O ator não costuma falar sobre seu alcoolismo desde que completou sua terceira passagem por uma clínica de reabilitação, em 2018. Mas a chegada de “The Way Back” torna o assunto inevitável. Affleck aceitou que a segunda palavra em Alcoólicos Anônimos não se aplica a ele, certamente não depois de uma breve recaída no final do ano passado, quando apareceu bêbado no TMZ poucos meses depois de anunciar que tinha completado um ano de sobriedade.
“Demorei muito tempo para admitir para mim mesmo que era alcoólatra”, diz Affleck. “A próxima dose de bebida não será diferente.”
“The Way Back” foi dirigido por Gavin O’Connor (“O Contador”, um sucesso inesperado também estrelado por Affleck), com base em um roteiro de O’Connor e Brad Ingelsby (“Tudo por Justiça”).
Jack Cunninhgam (Affleck) é um operário de construção que está lidando com uma perda pessoal devastadora. Seu lar longe de casa é um bar decadente. Às vezes ele se tranca em seu apartamento e bebe caixas inteiras de cerveja. Começa cada manhã bebendo cerveja no chuveiro, com a lata equilibrada sobre uma saboneteira.

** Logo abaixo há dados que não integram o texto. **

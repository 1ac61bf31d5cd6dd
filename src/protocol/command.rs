//! The command envelope sent from the producer to the dispatcher.

use crate::model::ProductPayload;
use serde::{Deserialize, Serialize};
use serde_json::Value;

/// Name of the envelope field carrying the command tag.
pub const COMMAND_FIELD: &str = "command";

/// Errors raised while decoding an inbound envelope.
#[derive(Debug, Clone, PartialEq, Eq, thiserror::Error)]
pub enum ProtocolError {
    /// The `command` field is missing, not a string, or not a known tag.
    #[error("unknown command")]
    UnknownCommand,

    /// The tag is known but the fields it requires are missing or mistyped.
    #[error("malformed command: {0}")]
    Malformed(String),
}

/// The closed set of catalog commands.
///
/// On the wire the variant is carried in the `command` field
/// (`FIND_ALL`, `FIND_BY_ID`, `ADD`, `UPDATE`, `DELETE`), next to the
/// variant's own fields:
///
/// ```text
/// {"command":"FIND_BY_ID","id":"abc"}
/// {"command":"ADD","payload":{"number":"432","description":"Item 2"}}
/// ```
#[derive(Debug, Clone, PartialEq, Eq, Serialize, Deserialize)]
#[serde(tag = "command", rename_all = "SCREAMING_SNAKE_CASE")]
pub enum Command {
    FindAll,
    FindById { id: String },
    Add { payload: ProductPayload },
    Update { id: String, payload: ProductPayload },
    Delete { id: String },
}

impl Command {
    /// Every tag a [`Command`] can carry.
    pub const TAGS: [&'static str; 5] = ["FIND_ALL", "FIND_BY_ID", "ADD", "UPDATE", "DELETE"];

    /// The wire tag for this command.
    pub fn tag(&self) -> &'static str {
        match self {
            Command::FindAll => "FIND_ALL",
            Command::FindById { .. } => "FIND_BY_ID",
            Command::Add { .. } => "ADD",
            Command::Update { .. } => "UPDATE",
            Command::Delete { .. } => "DELETE",
        }
    }

    /// Decodes an envelope.
    ///
    /// An absent or unrecognized tag is reported as
    /// [`ProtocolError::UnknownCommand`] before any field is looked at.
    pub fn decode(envelope: &Value) -> Result<Self, ProtocolError> {
        let tag = envelope
            .get(COMMAND_FIELD)
            .and_then(Value::as_str)
            .ok_or(ProtocolError::UnknownCommand)?;
        if !Self::TAGS.contains(&tag) {
            return Err(ProtocolError::UnknownCommand);
        }
        Command::deserialize(envelope).map_err(|e| ProtocolError::Malformed(e.to_string()))
    }

    /// Encodes this command as an envelope.
    pub fn encode(&self) -> Result<Value, serde_json::Error> {
        serde_json::to_value(self)
    }
}

#[cfg(test)]
mod tests {
    use super::*;
    use serde_json::json;

    #[test]
    fn test_encode_uses_screaming_tags() {
        let command = Command::Add {
            payload: ProductPayload {
                number: "432".into(),
                description: "Item 2".into(),
            },
        };
        assert_eq!(
            command.encode().unwrap(),
            json!({
                "command": "ADD",
                "payload": { "number": "432", "description": "Item 2" }
            })
        );
        assert_eq!(
            Command::FindAll.encode().unwrap(),
            json!({ "command": "FIND_ALL" })
        );
    }

    #[test]
    fn test_decode_known_commands() {
        let decoded = Command::decode(&json!({ "command": "FIND_BY_ID", "id": "XYZ" })).unwrap();
        assert_eq!(decoded, Command::FindById { id: "XYZ".into() });

        // Extra fields are ignored
        let decoded = Command::decode(&json!({ "command": "FIND_ALL", "payload": {} })).unwrap();
        assert_eq!(decoded, Command::FindAll);
    }

    #[test]
    fn test_decode_missing_or_unknown_tag() {
        assert_eq!(
            Command::decode(&json!({ "id": "1" })),
            Err(ProtocolError::UnknownCommand)
        );
        assert_eq!(
            Command::decode(&json!({ "command": "PURGE" })),
            Err(ProtocolError::UnknownCommand)
        );
        assert_eq!(
            Command::decode(&json!({ "command": 7 })),
            Err(ProtocolError::UnknownCommand)
        );
        assert_eq!(Command::decode(&json!("FIND_ALL")), Err(ProtocolError::UnknownCommand));
    }

    #[test]
    fn test_decode_known_tag_with_missing_fields_is_malformed() {
        let result = Command::decode(&json!({ "command": "UPDATE", "id": "1" }));
        match result {
            Err(ProtocolError::Malformed(detail)) => assert!(detail.contains("payload")),
            other => panic!("Expected Malformed, got {:?}", other),
        }
    }

    #[test]
    fn test_every_tag_round_trips_through_decode() {
        for tag in Command::TAGS {
            let envelope = json!({
                "command": tag,
                "id": "1",
                "payload": { "number": "1", "description": "d" }
            });
            assert_eq!(Command::decode(&envelope).unwrap().tag(), tag);
        }
    }
}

Sem saber de seu alcoolismo, o diretor da escola em que Jack estudou no passado o convida para treinar o time de basquete masculino, cuja autoestima é ainda menor que a de Jack. Melvin Gregg (“American Vandal”) estrela como um jogador com problemas fora das quadras.

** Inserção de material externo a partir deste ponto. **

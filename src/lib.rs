//! # Catalog Bus
//!
//! > **A product catalog served over an in-process request/reply bus.**
//!
//! The HTTP layer never touches the store. It turns each request into a
//! command envelope, sends it to a well-known service address, and maps the
//! single reply back to a status code. A dispatcher behind that address is the
//! only code that talks to the store.
//!
//! ## 🏗️ Design Philosophy
//!
//! ### Why a bus between HTTP and storage?
//!
//! - **Location Transparency**: The producer only knows an address string, never the dispatcher.
//! - **One Reply per Request**: Every command gets exactly one answer or a timeout.
//! - **Swappable Storage**: The dispatcher is generic over [`DocumentStore`](store::DocumentStore).
//!
//! ## 🚀 Core Concepts
//!
//! ### The Envelope
//! Commands are JSON objects with a `command` tag (`FIND_ALL`, `FIND_BY_ID`, `ADD`,
//! `UPDATE`, `DELETE`). Replies are either a command-specific success shape or
//! `{"error": "..."}`. See [`protocol`].
//!
//! ### Mocking: Testing without Pain
//! Both sides of the bus can be tested alone. [`framework::mock`] stands in for the
//! dispatcher when testing the producer; [`store::mock`] stands in for storage when
//! testing the dispatcher.
//!
//! ## 👩‍💻 Architecture Notes
//!
//! ### 1. Type-Safe Error Handling
//! Each layer defines its own error type (`BusError`, `StoreError`, `DispatchError`,
//! `ClientError`). `#[from]` conversions carry a failure up one layer at a time, and
//! only the producer decides what status code it becomes.
//!
//! ### 2. Concurrency Model
//! The in-memory store is an actor: one task owns the documents and processes
//! requests sequentially. The dispatcher handles each envelope in its own task, so
//! a slow store call never blocks the inbox.
//!
//! ### 3. Observability
//! We use `tracing` everywhere with structured logging, plus `tower-http`'s
//! `TraceLayer` for HTTP requests. See the [`lifecycle::tracing`] module for details.
//!
//! ## 🗺️ Module Tour
//!
//! ### 1. The Transport ([`framework`])
//! - **Role**: Address registry and timeout-bounded request/reply.
//! - **Key items**: [`EventBus`](framework::EventBus), [`Message`](framework::Message).
//!
//! ### 2. The Contract ([`protocol`], [`model`])
//! - **Role**: Command and reply envelopes, the product record, and input validation.
//! - **Key items**: [`Command`](protocol::Command), [`Reply`](protocol::Reply), [`Product`](model::Product).
//!
//! ### 3. The Service ([`dispatcher`], [`store`])
//! - **Role**: Demultiplexes commands and runs them against a document store.
//! - **Key items**: [`CommandDispatcher`](dispatcher::CommandDispatcher), [`StoreActor`](store::StoreActor).
//!
//! ### 4. The Interface ([`clients`], [`api`])
//! - **Role**: The producer and the HTTP routes in front of it.
//! - **Key items**: [`ProductClient`](clients::ProductClient), [`build_app`](api::build_app).
//!
//! ### 5. The Orchestrator ([`lifecycle`], [`config`])
//! - **Role**: Reads configuration, starts the tasks, and shuts them down in order.
//! - **Key items**: [`CatalogSystem`](lifecycle::CatalogSystem), [`Config`](config::Config).
//!
//! ## 🚀 Quick Start
//!
//! ```bash
//! AUTH_TOKEN=123 RUST_LOG=info cargo run
//!
//! curl -H 'AuthToken: 123' -H 'Content-Type: application/json' \
//!      -d '{"number":"432","description":"Item 2"}' \
//!      localhost:8080/api/v1/products
//! ```
//!
//! ### Running Tests
//!
//! ```bash
//! cargo test
//! ```

pub mod api;
pub mod clients;
pub mod config;
pub mod dispatcher;
pub mod framework;
pub mod lifecycle;
pub mod model;
pub mod protocol;
pub mod store;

“A parte mais difícil do filme, para Ben, foi realmente o basquete”, disse O’Connor. “Se você nunca jogou, estar na quadra é como patinar no gelo pela primeira vez. Mas quando essa parte foi resolvida, ganhamos muito ritmo. Ele já estava pronto a ir a alguns lugares muito sombrios e profundos, com a bebida.”
Perto do fim de “The Way Back”, Jack tem uma interação poderosa com sua ex-mulher (Janina Gavankar, “The Morning Show”). Àquela altura, ele já está em reabilitação e, quando ela o visita na clínica, ele lhe oferece um pedido de desculpas irrestrito.

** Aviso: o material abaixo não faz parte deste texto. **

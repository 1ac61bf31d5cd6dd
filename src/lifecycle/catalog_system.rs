use crate::clients::ProductClient;
use crate::config::Config;
use crate::dispatcher;
use crate::framework::{BusError, EventBus};
use crate::store::{DocumentStore, StoreActor};
use tokio::task::JoinHandle;
use tracing::{error, info};

/// The runtime orchestrator for the catalog service.
///
/// `CatalogSystem` is responsible for:
/// - **Lifecycle Management**: Starting and stopping the store and the dispatcher
/// - **Wiring**: Registering the dispatcher at the configured service address
/// - **Producer Access**: Handing out a [`ProductClient`] bound to that address
///
/// # Example
///
/// ```ignore
/// let system = CatalogSystem::start(&config)?;
///
/// let response = system.product_client.list().await;
///
/// // Stop the dispatcher first, then the store
/// system.shutdown().await?;
/// ```
pub struct CatalogSystem {
    /// The bus shared by producer and dispatcher
    pub bus: EventBus,

    /// Producer bound to the service address
    pub product_client: ProductClient,

    address: String,

    /// Task handles in shutdown order (dispatcher first)
    handles: Vec<JoinHandle<()>>,
}

impl CatalogSystem {
    /// Starts the service backed by the in-memory store.
    pub fn start(config: &Config) -> Result<Self, BusError> {
        let (store_actor, store) = StoreActor::new(config.store_buffer);
        let store_handle = tokio::spawn(store_actor.run());

        let mut system = Self::start_with_store(config, store)?;
        system.handles.push(store_handle);
        Ok(system)
    }

    /// Starts the dispatcher over the given store.
    ///
    /// The caller owns whatever task drives `store`; only the dispatcher
    /// task is tracked here.
    pub fn start_with_store<S: DocumentStore>(config: &Config, store: S) -> Result<Self, BusError> {
        let bus = EventBus::new();
        let handle = dispatcher::spawn(
            &bus,
            &config.service_address,
            config.dispatch_buffer,
            store,
        )?;
        info!(address = %config.service_address, "Dispatcher registered");

        let product_client = ProductClient::new(
            bus.clone(),
            config.service_address.as_str(),
            config.request_timeout,
        );

        Ok(Self {
            bus,
            product_client,
            address: config.service_address.clone(),
            handles: vec![handle],
        })
    }

    /// Gracefully shuts down the service.
    ///
    /// This method:
    /// 1. Unregisters the service address, which closes the dispatcher's inbox
    /// 2. Waits for the dispatcher to answer every in-flight request
    /// 3. Waits for the store, which stops once the dispatcher released it
    ///
    /// # Returns
    ///
    /// - `Ok(())` if every task shut down cleanly
    /// - `Err(String)` if any task failed or panicked
    pub async fn shutdown(self) -> Result<(), String> {
        info!("Shutting down system...");

        self.bus.unregister(&self.address);
        drop(self.product_client);

        for handle in self.handles {
            if let Err(e) = handle.await {
                error!("Task failed: {:?}", e);
                return Err(format!("Task failed: {:?}", e));
            }
        }

        info!("System shutdown complete.");
        Ok(())
    }
}

#[cfg(test)]
mod tests {
    use super::*;
    use axum::http::StatusCode;
    use serde_json::json;
    use std::time::Duration;

    fn config() -> Config {
        Config {
            port: 0,
            auth_token: "123".into(),
            service_address: "catalog.system-test".into(),
            request_timeout: Duration::from_secs(1),
            store_buffer: 8,
            dispatch_buffer: 4,
        }
    }

    #[tokio::test]
    async fn test_start_serves_requests_and_shuts_down() {
        let system = CatalogSystem::start(&config()).unwrap();

        let response = system.product_client.list().await;
        assert_eq!(response.status, StatusCode::BAD_REQUEST);
        assert_eq!(response.body, json!({ "error": "No items found" }));

        system.shutdown().await.unwrap();
    }

    #[tokio::test]
    async fn test_client_outliving_shutdown_gets_no_consumer() {
        let system = CatalogSystem::start(&config()).unwrap();
        let client = system.product_client.clone();

        system.shutdown().await.unwrap();

        let response = client.list().await;
        assert_eq!(response.status, StatusCode::SERVICE_UNAVAILABLE);
    }
}
//! Error types for the product client.

use crate::framework::BusError;
use crate::model::ValidationError;
use axum::http::StatusCode;
use thiserror::Error;

/// Errors that keep the producer from getting a usable reply.
#[derive(Debug, Clone, Error, PartialEq)]
pub enum ClientError {
    /// The request body failed validation; nothing was sent.
    #[error(transparent)]
    Validation(#[from] ValidationError),

    /// The bus could not deliver the command or return its reply.
    #[error(transparent)]
    Bus(#[from] BusError),

    /// The command could not be encoded as an envelope.
    #[error("Could not encode command: {0}")]
    Encode(String),

    /// The reply did not have any recognized shape.
    #[error("Unexpected reply: {0}")]
    UnexpectedReply(String),
}

impl ClientError {
    /// The outward HTTP status for this failure.
    pub fn status(&self) -> StatusCode {
        match self {
            ClientError::Validation(_) => StatusCode::BAD_REQUEST,
            ClientError::Bus(BusError::Timeout(_)) => StatusCode::GATEWAY_TIMEOUT,
            ClientError::Bus(BusError::NoHandlers(_) | BusError::Closed(_)) => {
                StatusCode::SERVICE_UNAVAILABLE
            }
            ClientError::Bus(BusError::ReplyDropped) | ClientError::UnexpectedReply(_) => {
                StatusCode::BAD_GATEWAY
            }
            ClientError::Bus(BusError::AddressInUse(_)) | ClientError::Encode(_) => {
                StatusCode::INTERNAL_SERVER_ERROR
            }
        }
    }
}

“Falhei com você”, ele diz. “Falhei em nosso casamento.”
É um momento bruto, especialmente se observado pelo prisma de tudo que aconteceu com Affleck fora da tela. Não se pode evitar pensar em conversas parecidas que ele deve ter tido com Garner.
“Era importante, sem ser piegas ou falso, que ele pedisse desculpas a ela —que ele assumisse a responsabilidade pela dor que ele, e só ele, causou”, disse Affleck.
O’Connor disse que Affleck sofreu “um completo colapso”, no set, depois da cena.
“Foi como uma comporta se abrindo”, disse o diretor. “Foi assustador, e forte. Creio que aquele foi um momento muito pessoal. Acho que aquele era ele de verdade.”